▸ Work to complete: Repeat nothing but the line containing "for compressed artifacts." and the lines that follow it, up to and including the last line of the data below.
#### Supplied data
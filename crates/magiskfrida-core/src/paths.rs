//! On-disk layout of a build workspace.
//!
//! ```text
//! <base>/
//! ├── base/        # Template tree, copied verbatim per platform
//! ├── downloads/   # Compressed upstream artifacts (kept across runs)
//! └── builds/
//!     ├── arm64/   # Staging tree (rebuilt every run)
//!     └── MagiskFrida-16.1.2-arm64.zip
//! ```

use std::path::{Path, PathBuf};

use magiskfrida_schema::Platform;

/// Absolute directories a build run reads from and writes to.
#[derive(Debug, Clone, PartialEq, Eq)]
pub struct BuildPaths {
    /// Root every relative path is resolved against.
    pub base: PathBuf,
    /// Template tree copied into each staging directory.
    pub template: PathBuf,
    /// Staging trees and output archives.
    pub builds: PathBuf,
    /// Download cache for compressed artifacts.
    pub downloads: PathBuf,
}

impl BuildPaths {
    /// Default layout under `base`.
    pub fn new(base: impl Into<PathBuf>) -> Self {
        let base = base.into();
        Self {
            template: base.join("base"),
            builds: base.join("builds"),
            downloads: base.join("downloads"),
            base,
        }
    }

    /// Staging directory for one platform: `<builds>/<platform>`.
    pub fn staging_dir(&self, platform: Platform) -> PathBuf {
        self.builds.join(platform.as_str())
    }

    /// Location of a cached download.
    pub fn download_path(&self, file_name: &str) -> PathBuf {
        self.downloads.join(file_name)
    }

    /// Location of an output archive.
    pub fn archive_path(&self, file_name: &str) -> PathBuf {
        self.builds.join(file_name)
    }

    /// Create the downloads and builds directories if missing.
    ///
    /// # Errors
    ///
    /// Returns an error if either directory cannot be created.
    pub fn ensure_dirs(&self) -> std::io::Result<()> {
        std::fs::create_dir_all(&self.downloads)?;
        std::fs::create_dir_all(&self.builds)?;
        Ok(())
    }
}

/// Resolve `path` against `base` unless it is already absolute.
pub fn resolve_against(base: &Path, path: &Path) -> PathBuf {
    if path.is_absolute() {
        path.to_path_buf()
    } else {
        base.join(path)
    }
}

/// Extract the filename from a URL.
pub fn filename_from_url(url: &str) -> &str {
    let path = url.split(['?', '#']).next().unwrap_or(url);
    path.split('/').next_back().unwrap_or("")
}

/// Sibling path used while a file is being written: `<path>.part`.
pub fn partial_path(path: &Path) -> PathBuf {
    let mut name = path.file_name().unwrap_or_default().to_os_string();
    name.push(".part");
    path.with_file_name(name)
}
########
▸ Exercise solution:
    /// Download cache for compressed artifacts.
    pub downloads: PathBuf,
}

impl BuildPaths {
    /// Default layout under `base`.
    pub fn new(base: impl Into<PathBuf>) -> Self {
        let base = base.into();
        Self {
            template: base.join("base"),
            builds: base.join("builds"),
            downloads: base.join("downloads"),
            base,
        }
    }

    /// Staging directory for one platform: `<builds>/<platform>`.
    pub fn staging_dir(&self, platform: Platform) -> PathBuf {
        self.builds.join(platform.as_str())
    }

    /// Location of a cached download.
    pub fn download_path(&self, file_name: &str) -> PathBuf {
        self.downloads.join(file_name)
    }

    /// Location of an output archive.
    pub fn archive_path(&self, file_name: &str) -> PathBuf {
        self.builds.join(file_name)
    }

    /// Create the downloads and builds directories if missing.
    ///
    /// # Errors
    ///
    /// Returns an error if either directory cannot be created.
    pub fn ensure_dirs(&self) -> std::io::Result<()> {
        std::fs::create_dir_all(&self.downloads)?;
        std::fs::create_dir_all(&self.builds)?;
        Ok(())
    }
}

/// Resolve `path` against `base` unless it is already absolute.
pub fn resolve_against(base: &Path, path: &Path) -> PathBuf {
    if path.is_absolute() {
        path.to_path_buf()
    } else {
        base.join(path)
    }
}

/// Extract the filename from a URL.
pub fn filename_from_url(url: &str) -> &str {
    let path = url.split(['?', '#']).next().unwrap_or(url);
    path.split('/').next_back().unwrap_or("")
}

/// Sibling path used while a file is being written: `<path>.part`.
pub fn partial_path(path: &Path) -> PathBuf {
    let mut name = path.file_name().unwrap_or_default().to_os_string();
    name.push(".part");
    path.with_file_name(name)
}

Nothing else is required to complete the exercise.